• _DATA_

impl UpdateCommand {
    pub const NAME: &'static str = "update";

    pub fn new(args: UpdateArgs) -> Self {
        Self { args }
    }

    async fn check_and_prepare(&self, core: &mut Core) -> Result<(), ClifpError> {
        core.set_status("Updating", "Checking...");
        core.directorate()
            .log_event("Checking if a newer release is available...");

        let client = reqwest::Client::builder()
            .user_agent("CLIFp")
            .timeout(Duration::from_millis(
                core.config().net.transfer_timeout_ms,
            ))
            .build()
            .map_err(|e| UpdateError::ConnectionError(e.to_string()))?;

        let release: ReleaseData = client
            .get(&core.config().update.release_api_url)
            .send()
            .await
            .map_err(|e| UpdateError::ConnectionError(e.to_string()))?
            .error_for_status()
            .map_err(|e| UpdateError::ConnectionError(e.to_string()))?
            .json()
            .await
            .map_err(|e| UpdateError::InvalidUpdateData(e.to_string()))?;

        let remote = parse_version(&release.tag_name)
            .ok_or_else(|| UpdateError::InvalidReleaseVersion(release.tag_name.clone()))?;
        let local = parse_version(env!("CARGO_PKG_VERSION"))
            .ok_or_else(|| UpdateError::InvalidReleaseVersion(env!("CARGO_PKG_VERSION").into()))?;

        if !is_newer(remote, local) {
            core.directorate().post_async(AsyncDirective::Message {
                text: MSG_NO_UPDATES.into(),
                selectable: false,
            });
            return Ok(());
        }

        core.directorate()
            .log_event(&format!("Update available ({}).", release.tag_name));
        let accepted = core
            .directorate()
            .post_request(RequestDirective::YesOrNo {
                question: format!("\"{}\" is available.\n\nUpdate?", release.name),
            })
            .await
            .as_yes_no()
            .unwrap_or(false);
        if !accepted {
            core.directorate().log_event("Update rejected");
            return Ok(());
        }
        core.directorate().log_event("Queuing update...");

        let Some(asset) = matching_asset(&release) else {
            core.directorate().post_async(AsyncDirective::Message {
                text: "A newer version is available, but without any assets that match current \
                       build specifications. Update manually at GitHub."
                    .into(),
                selectable: false,
            });
            return Ok(());
        };

        core.set_status("Updating", "Downloading...");
        let exe_dir = current_exe_dir()?;
        let download_dir = update_cache::download_dir(&exe_dir);
        let data_dir = update_cache::data_dir(&exe_dir);
        std::fs::create_dir_all(&download_dir)
            .map_err(|e| UpdateError::TransferFail(e.to_string()))?;

        let archive_path = download_dir.join(&asset.name);
        let bytes = client
            .get(&asset.browser_download_url)
            .send()
            .await
            .map_err(|e| UpdateError::TransferFail(e.to_string()))?
            .error_for_status()
            .map_err(|e| UpdateError::TransferFail(e.to_string()))?
            .bytes()
            .await
            .map_err(|e| UpdateError::TransferFail(e.to_string()))?;
        tokio::fs::write(&archive_path, &bytes)
            .await
            .map_err(|e| UpdateError::TransferFail(e.to_string()))?;

        core.set_status("Updating", "Installing...");
        extract_sub_dir(&archive_path, "", &data_dir)
            .map_err(|e| UpdateError::TransferFail(e.to_string()))?;

        let staged = data_dir.join(BIN_NAME);
        if !staged.is_file() {
            return Err(UpdateError::InvalidUpdateData(format!(
                "release archive is missing {BIN_NAME}"
            ))
            .into());
        }
        make_executable(&staged)?;

        let current = std::env::current_exe()
            .map_err(|e| UpdateError::InvalidPath(e.to_string()))?;
        tokio::process::Command::new(&staged)
            .arg("update")
            .arg("--install")
            .arg(&current)
            .stdin(std::process::Stdio::null())
            .stdout(std::process::Stdio::null())
            .stderr(std::process::Stdio::null())
            .spawn()
            .map_err(|e| UpdateError::TransferFail(e.to_string()))?;

        core.directorate()
            .log_event("Handed off to the staged updater");
        Ok(())
    }

    async fn install_update(&self, core: &mut Core, target: &Path) -> Result<(), ClifpError> {
        core.set_status("Updating", "Installing...");

        // Wait for the bootstrap process to release the instance lock.
        let mut attempts = 0;
        loop {
            match InstanceLock::acquire() {
                Ok(Some(lock)) => {
                    drop(lock);
                    break;
                }
                _ => {
                    attempts += 1;
                    if attempts >= OLD_PROCESS_ATTEMPTS {
                        return Err(UpdateError::OldProcessNotFinished.into());
                    }
                    core.directorate().log_event(&format!(
                        "Waiting for bootstrap process to close ({}ms remaining)...",
                        OLD_PROCESS_WAIT.as_millis()
                            * u128::from(OLD_PROCESS_ATTEMPTS - attempts)
                    ));
                    tokio::time::sleep(OLD_PROCESS_WAIT).await;
                }
            }
        }

        let install_root = target
            .parent()
            .ok_or_else(|| UpdateError::InvalidPath(target.display().to_string()))?
            .to_path_buf();
        let data_dir = update_cache::data_dir(&install_root);
        let backup_dir = update_cache::backup_dir(&install_root);

        if !data_dir.is_dir() {
            return Err(UpdateError::InvalidPath(data_dir.display().to_string()).into());
        }

        core.directorate().log_event("Installing update...");
        core.directorate().log_event("Backing up original files...");
        std::fs::create_dir_all(&backup_dir)
            .map_err(|e| UpdateError::TransferFail(e.to_string()))?;

        let transfers = list_files(&data_dir).map_err(|e| UpdateError::TransferFail(e.to_string()))?;
        for relative in &transfers {
            let existing = install_root.join(relative);
            if existing.is_file() {
                copy_with_parents(&existing, &backup_dir.join(relative))
                    .map_err(|e| UpdateError::TransferFail(e.to_string()))?;
            }
        }

        core.directorate().log_event("Installing new files...");
        let mut install_result = Ok(());
        for relative in &transfers {
            core.directorate().log_event(&format!(
                "Transferring \"{}\" to \"{}\"",
                data_dir.join(relative).display(),
                install_root.join(relative).display()
            ));
            if let Err(e) = copy_with_parents(&data_dir.join(relative), &install_root.join(relative))
            {
                install_result = Err(UpdateError::TransferFail(e.to_string()));
                break;
            }
        }

        if install_result.is_err() {
            core.directorate().log_event("Restoring original files...");
            for relative in &transfers {
                let backup = backup_dir.join(relative);
                if backup.is_file() {
                    let _ = copy_with_parents(&backup, &install_root.join(relative));
                }
            }
        }
        install_result?;

        update_cache::mark_stale(&install_root)
            .map_err(|e| UpdateError::CacheClearFail(e.to_string()))?;

        core.directorate().post_async(AsyncDirective::Message {
            text: MSG_UPDATE_COMPLETE.into(),
            selectable: false,
        });
        Ok(())
    }
}

#[async_trait]
impl Command for UpdateCommand {
    fn name(&self) -> &'static str {
        Self::NAME
    }

    fn requires_flashpoint(&self) -> bool {
        false
    }

    /// Update must be able to start while the bootstrap instance still runs.
    fn auto_block_new_instances(&self) -> bool {
        false
    }

    async fn perform(&mut self, core: &mut Core) -> Result<(), ClifpError> {
        if self.args.help {
            core.directorate().post_async(AsyncDirective::Message {
                text: USAGE.into(),
                selectable: false,
            });
            return Ok(());
        }

        match self.args.install.clone() {
            Some(target) => self.install_update(core, &target).await,
            None => self.check_and_prepare(core).await,
        }
    }
}
//! The task hierarchy the driver executes.
//!
//! A task is one unit of work with a stage tag and a single completion.
//! Cancellable tasks hand out a [`StopToken`] before `perform()` so the driver
//! can request a stop while the perform future is in flight; tasks observe the
//! token only at their suspension points.

use async_trait::async_trait;
use std::sync::atomic::{AtomicBool, Ordering};
use std::sync::Arc;
use tokio::sync::Notify;

use crate::domain::error::ClifpError;
use crate::domain::task::Stage;

pub mod await_docker;
pub mod bide_process;
pub mod download;
pub mod exec;
pub mod extra;
pub mod extract;
pub mod generic;
pub mod message;
pub mod mount;
pub mod sleep;
pub mod title_exec;

pub use await_docker::TAwaitDocker;
pub use bide_process::TBideProcess;
pub use download::TDownload;
pub use exec::{ExecParams, TExec};
pub use extra::TExtra;
pub use extract::TExtract;
pub use generic::TGeneric;
pub use message::TMessage;
pub use mount::TMount;
pub use sleep::TSleep;
pub use title_exec::TTitleExec;

/// Cancellation flag shared between the driver and a running task.
#[derive(Clone, Default)]
pub struct StopToken {
    flag: Arc<AtomicBool>,
    notify: Arc<Notify>,
}

impl StopToken {
    pub fn new() -> Self {
        Self::default()
    }

    /// Request the holder to stop at its next suspension point.
    pub fn request(&self) {
        self.flag.store(true, Ordering::SeqCst);
        self.notify.notify_waiters();
    }

    pub fn is_requested(&self) -> bool {
        self.flag.load(Ordering::SeqCst)
    }

    /// Resolve once a stop has been requested.
    pub async fn triggered(&self) {
        loop {
            let notified = self.notify.notified();
            if self.is_requested() {
                return;
            }
            notified.await;
        }
    }
}

/// One unit of pipeline work.
///
/// Contract: the driver calls `perform()` exactly once; the task is destroyed
/// before the next one begins. Parameters are immutable after enqueue.
#[async_trait]
pub trait Task: Send {
    /// Component name used to tag logs and directives.
    fn name(&self) -> &'static str;

    fn stage(&self) -> Stage;

    /// Log form of the task's parameters.
    fn members(&self) -> Vec<String>;

    /// Token the driver uses to request cancellation, if the task supports it.
    fn stop_token(&self) -> Option<StopToken> {
        None
    }

    async fn perform(&mut self) -> Result<(), ClifpError>;
}

#[cfg(test)]
mod tests {
    use super::*;
    use std::time::Duration;

    #[tokio::test]
    async fn test_stop_token_triggers_waiters() {
        let token = StopToken::new();
        let waiter = token.clone();

        let handle = tokio::spawn(async move {
            waiter.triggered().await;
            true
        });

        tokio::time::sleep(Duration::from_millis(20)).await;
        token.request();
        assert!(handle.await.unwrap());
    }

    #[tokio::test]
    async fn test_stop_token_triggered_resolves_if_already_requested() {
        let token = StopToken::new();
        token.request();
        // Must not hang.
        tokio::time::timeout(Duration::from_millis(100), token.triggered())
            .await
            .unwrap();
        assert!(token.is_requested());
    }
}
//! Subcommand implementations and their registry.
//!
//! Commands parse their own argument tail (already structured by clap),
//! validate required options, and enqueue tasks into the core. The registry
//! is an explicit enumeration so construction order is obvious.

use crate::cli::types::CommandArgs;
use crate::services::driver::Command;

pub mod download;
pub mod link;
pub mod play;
pub mod prepare;
pub mod run;
pub mod share;
pub mod show;
pub mod title;
pub mod update;

pub use download::DownloadCommand;
pub use link::LinkCommand;
pub use play::PlayCommand;
pub use prepare::PrepareCommand;
pub use run::RunCommand;
pub use share::ShareCommand;
pub use show::ShowCommand;
pub use update::UpdateCommand;

/// Every registered command with its one-line description.
pub const REGISTERED: &[(&str, &str)] = &[
    ("play", "Launch a game/animation"),
    ("download", "Download data packs for an entire playlist"),
    ("link", "Create a shortcut to a title"),
    ("prepare", "Obtain a title's data pack without playing it"),
    ("run", "Start services and run an arbitrary application"),
    (
        "share",
        "Generates a URL for starting a Flashpoint title that can be shared to other users.",
    ),
    ("show", "Display a message or extras folder"),
    ("update", "Check for and optionally install updates."),
];

/// Construct the command matching the parsed arguments.
pub fn acquire(args: CommandArgs) -> Box<dyn Command> {
    match args {
        CommandArgs::Play(args) => Box::new(PlayCommand::new(args)),
        CommandArgs::Download(args) => Box::new(DownloadCommand::new(args)),
        CommandArgs::Link(args) => Box::new(LinkCommand::new(args)),
        CommandArgs::Prepare(args) => Box::new(PrepareCommand::new(args)),
        CommandArgs::Run(args) => Box::new(RunCommand::new(args)),
        CommandArgs::Share(args) => Box::new(ShareCommand::new(args)),
        CommandArgs::Show(args) => Box::new(ShowCommand::new(args)),
        CommandArgs::Update(args) => Box::new(UpdateCommand::new(args)),
    }
}

/// Combined global help text.
pub fn global_help() -> String {
    let mut text = String::from(
        "Usage:\n\
         clifp <global options> command <command options>\n\n\
         Global Options:\n\
         -h | -? | --help: Prints this help message\n\
         -v | --version: Prints the current version of this tool\n\
         -q | --quiet: Silences all non-critical messages\n\
         -s | --silent: Silences all messages (takes precedence over quiet mode)\n\n\
         Commands:\n",
    );
    for (name, description) in REGISTERED {
        text.push_str(&format!("{name}: {description}\n"));
    }
    text.push_str("\nUse the -h switch after a command to see its specific usage notes");
    text
}

/// Version banner.
pub fn version_message() -> String {
    format!(
        "CLI Flashpoint {}, designed for use with Flashpoint Archive",
        env!("CARGO_PKG_VERSION")
    )
}
//! Data pack mounting backends.
//!
//! One contract, three transports: an HTTP POST to the local proxy, a QMP
//! session against the bundled emulator, and an HTTP GET against the
//! launcher's router endpoint. `TMount` picks the variants to try from the
//! install's recognized daemon.

use async_trait::async_trait;

use crate::domain::error::ClifpError;

pub mod proxy;
pub mod qmp;
pub mod router;

pub use proxy::ProxyMounter;
pub use qmp::QmpMounter;
pub use router::RouterMounter;

/// A single mount attempt over one transport.
#[async_trait]
pub trait Mounter: Send {
    fn name(&self) -> &'static str;

    /// Attempt the mount. Resolves when the backend acknowledged it.
    async fn mount(&mut self) -> Result<(), ClifpError>;

    /// Best-effort cancellation of an in-flight mount.
    fn abort(&self);
}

• _WORK TASK_
Please give the number of lines in the entries that contain the word "bytes", and nothing besides it.

• _OUTPUT BELOW_
3